Il “bis” di Obama, le risposte dei mercati, il futuro che verrà!

La settimana scorsa è stata caratterizzata dall’esito elettorale USA e dalla reazione dei mercati  alla nomina del  presidente. Obama è risultato vincitore ma  i mercati si sono messi al ribasso chiudendo la settimana attorno a valori che come più volte indicato in precedenza rappresentano “supporti”. Perché i mercati hanno reagito in tal modo considerato che negli ultimi 4 anni, sotto  la  guida “Democratica”, il listino  americano ( S&P500) è cresciuto di circa il 70 %?.

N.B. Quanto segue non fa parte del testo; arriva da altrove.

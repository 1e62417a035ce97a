//! `hr-import` is a small library for bulk-importing HR records (employees and back-office
//! users) from spreadsheet-like files into a record store.
//!
//! Every row goes through the same pipeline: normalize the raw cells, validate them against
//! the target [`schema::Schema`], skip rows whose natural key already exists, then insert.
//! A bad row never aborts the batch; it is recorded in the returned
//! [`pipeline::ImportSummary`] and the next row is processed.
//!
//! The primary entrypoint is [`import::import_from_path`], which reads the file (format
//! auto-detected from its extension) and runs the pipeline against a store.
//!
//! ## What you can import
//!
//! **File formats (auto-detected by extension):**
//!
//! - **CSV**: `.csv`
//! - **JSON**: `.json` (array-of-objects) and `.ndjson` (newline-delimited objects)
//! - **Excel/workbooks** (Cargo feature `excel`, on by default): `.xlsx`, `.xls`, `.xlsm`, `.xlsb`, `.ods`
//!
//! The first row is the header. Headers are matched case-insensitively and in any order
//! (`"Document Number"` matches `document_number`); extra columns are ignored.
//!
//! **Targets:**
//!
//! - [`schema::Schema::colaborators`] into [`records::Colaborator`]
//! - [`schema::Schema::users`] into [`records::User`]
//!
//! ## Quick example
//!
//! ```no_run
//! use hr_import::import::import_from_path;
//! use hr_import::intake::IntakeOptions;
//! use hr_import::pipeline::ImportOptions;
//! use hr_import::records::Colaborator;
//! use hr_import::schema::{Catalogs, Schema};
//! use hr_import::store::InMemoryStore;
//!
//! # fn main() -> Result<(), hr_import::ImportError> {
//! let schema = Schema::colaborators(&Catalogs::default());
//! let mut store: InMemoryStore<Colaborator> = InMemoryStore::new(&schema.unique_keys);
//! let summary = import_from_path(
//!     "colaborators.xlsx",
//!     &schema,
//!     &mut store,
//!     &IntakeOptions::default(),
//!     &ImportOptions::default(),
//! )?;
//! println!("{summary}");
//! for entry in &summary.report.entries {
//!     println!("{entry}");
//! }
//! # Ok(())
//! # }
//! ```
//!
//! ## Modules
//!
//! - [`intake`]: reading CSV/JSON/workbook files into raw rows
//! - [`pipeline`]: normalizer, validator, duplicate guard and batch controller
//! - [`schema`]: target field tables and enumeration catalogs
//! - [`records`] / [`store`]: typed records and the storage contract
//! - [`observability`]: observer hooks for import outcomes
//! - [`config`]: TOML configuration
//! - [`error`]: error types

pub mod config;
pub mod error;
pub mod import;
pub mod intake;
pub mod observability;
pub mod pipeline;
pub mod records;
pub mod schema;
pub mod store;
pub mod template;
pub mod types;

pub use error::{ImportError, ImportResult};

Le ipotesi formulate dagli operatori sono diverse ma poiché in finanza le stesse vengono spesso smentite da accadimenti successivi,  ci asteniamo da formularne una nostra e ci limitiamo a suggerire a prestare grande attenzione ai movimenti dei listini della settimana entrante. Abbandonare al ribasso  gli attuali livelli degli indici potrebbe innescare una violenta correzione dei listini, la tenuta dei valori attuali potrebbe viceversa dare il là al proseguimento del trend rialzista in corso dalla fine del 2008.

Il grafico che segue mostra chiaramente le ” prese di beneficio” sul listino USA a far data proprio dal 6 novembre

I listini Europei dal canto loro non hanno saputo fare diversamente e anch’essi si trovano su livelli di “guardia”.

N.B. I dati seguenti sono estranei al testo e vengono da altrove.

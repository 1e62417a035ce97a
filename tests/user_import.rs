use hr_import::import::import_from_path;
use hr_import::intake::json::read_json_from_str;
use hr_import::intake::{InputFormat, IntakeOptions};
use hr_import::pipeline::{run, ImportOptions, Violation};
use hr_import::records::User;
use hr_import::schema::Schema;
use hr_import::store::{InMemoryStore, RecordStore};

fn store() -> InMemoryStore<User> {
    InMemoryStore::new(&Schema::users().unique_keys)
}

#[test]
fn import_users_csv() {
    let schema = Schema::users();
    let mut store = store();
    let summary = import_from_path(
        "tests/fixtures/users.csv",
        &schema,
        &mut store,
        &IntakeOptions::default(),
        &ImportOptions::default(),
    )
    .unwrap();

    assert_eq!(summary.to_string(), "2 rows imported, 1 row failed");
    assert_eq!(summary.report.failed_rows(), vec![3]);
    assert_eq!(summary.report.entries[0].field, "email");
    assert_eq!(summary.report.entries[0].violation, Violation::Email);

    let emails: Vec<&str> = store.records().iter().map(|u| u.email.as_str()).collect();
    assert_eq!(emails, vec!["ana@example.com", "eva@example.com"]);
    assert_eq!(store.records()[0].role.as_deref(), Some("admin"));
    assert!(!store.records()[1].status);
}

#[test]
fn latin1_export_imports_every_row() {
    let schema = Schema::users();
    let mut store = store();
    let summary = import_from_path(
        "tests/fixtures/users_latin1.csv",
        &schema,
        &mut store,
        &IntakeOptions::default(),
        &ImportOptions::default(),
    )
    .unwrap();

    assert_eq!(summary.to_string(), "3 rows imported, 0 rows failed");
    assert_eq!(store.records()[1].name, "José Muñoz");
    assert_eq!(store.records()[1].role.as_deref(), Some("Bogotá"));
}

#[test]
fn import_users_json() {
    let schema = Schema::users();
    let mut store = store();
    let summary = import_from_path(
        "tests/fixtures/users.json",
        &schema,
        &mut store,
        &IntakeOptions::default(),
        &ImportOptions::default(),
    )
    .unwrap();

    assert_eq!(summary.imported, 2);
    assert_eq!(summary.report.failed_rows(), vec![3]);
    assert_eq!(summary.report.entries[0].field, "name");
    assert_eq!(store.records()[1].role, None);
}

#[test]
fn forced_format_overrides_extension() {
    let schema = Schema::users();
    let mut store = store();
    let opts = IntakeOptions {
        format: Some(InputFormat::Csv),
        ..Default::default()
    };
    // A JSON document read as CSV has no `name`/`email`/`status` headers.
    let err = import_from_path(
        "tests/fixtures/users.json",
        &schema,
        &mut store,
        &opts,
        &ImportOptions::default(),
    )
    .unwrap_err();
    assert!(err.to_string().contains("missing required column(s)"));
    assert!(store.is_empty());
}

#[test]
fn ndjson_rows_go_through_the_pipeline() {
    let schema = Schema::users();
    let input = "{\"Name\":\"Ana\",\"Email\":\" Ana@Example.com \",\"Status\":1}\n\
{\"Name\":\"Ana B\",\"Email\":\"ana@example.com\",\"Status\":0}\n";
    let rows = read_json_from_str(input, &schema).unwrap();

    let mut store = store();
    let summary = run(&schema, rows, &mut store, &ImportOptions::default());
    assert_eq!(summary.imported, 1);
    assert_eq!(summary.skipped_duplicates, 1);
    assert_eq!(store.records()[0].email, "ana@example.com");
}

L’ Eurozona sta peraltro evidenziando una “convergenza al ribasso” tra le economie del “nucleo” e le zone “periferiche” dal momento che l’attività economica della Francia e Germania  è purtroppo in fase di indebolimento

 

 

 

 

 

 

 

 

 

 

trend confermato mercoledì scorso dal presidente della BCE M. Draghi: “ la Germania ha fino oggi in gran parte isolato alcune delle difficoltà presenti in altri paesi della zona Euro ma gli ultimi dati suggeriscono che queste difficoltà stanno iniziando ad incidere l’economia tedesca”.

Nel frattempo Goldman Sachs, nota principale istituzione finanziaria internazionale  presso cui in passato hanno operato con diverse cariche lo stesso Draghi e il presidente Monti, ha pubblicato le loro previsioni per il livello di PIL per nazione per il “mondo che verrà, ovvero per il 2050 ( 38 anni in futuro ). Per molti di noi la questione sarà ininfluente, non ci saremo……. , ma è interessante vedere chi guiderà il pianeta dal punto di vista economico quando i nostri bambini oggi  saranno in età adulta.

 

 

 

 

 

 

 

 

 

Non sorprende vedere la Cina in prima posizione o l’India in terza, fa  male però vedere Russia, Indonesia, Nigeria, Turchia, Egitto davanti all’Italia.

In merito alla ricchezza pro-capite il grafico che segue ci vede in 9° posizione ma è strano osservare la Russia davanti all’Italia quando attualmente il PIL pro-capite nazionale è quasi doppio rispetto a quello Russo e non esultiamo per essere ancora davanti ad altre nazioni oggi ancora definite “emergenti”, il divario in termini numerici circa la popolazione residente è talmente ampio da toglierci qualsiasi  entusiasmo!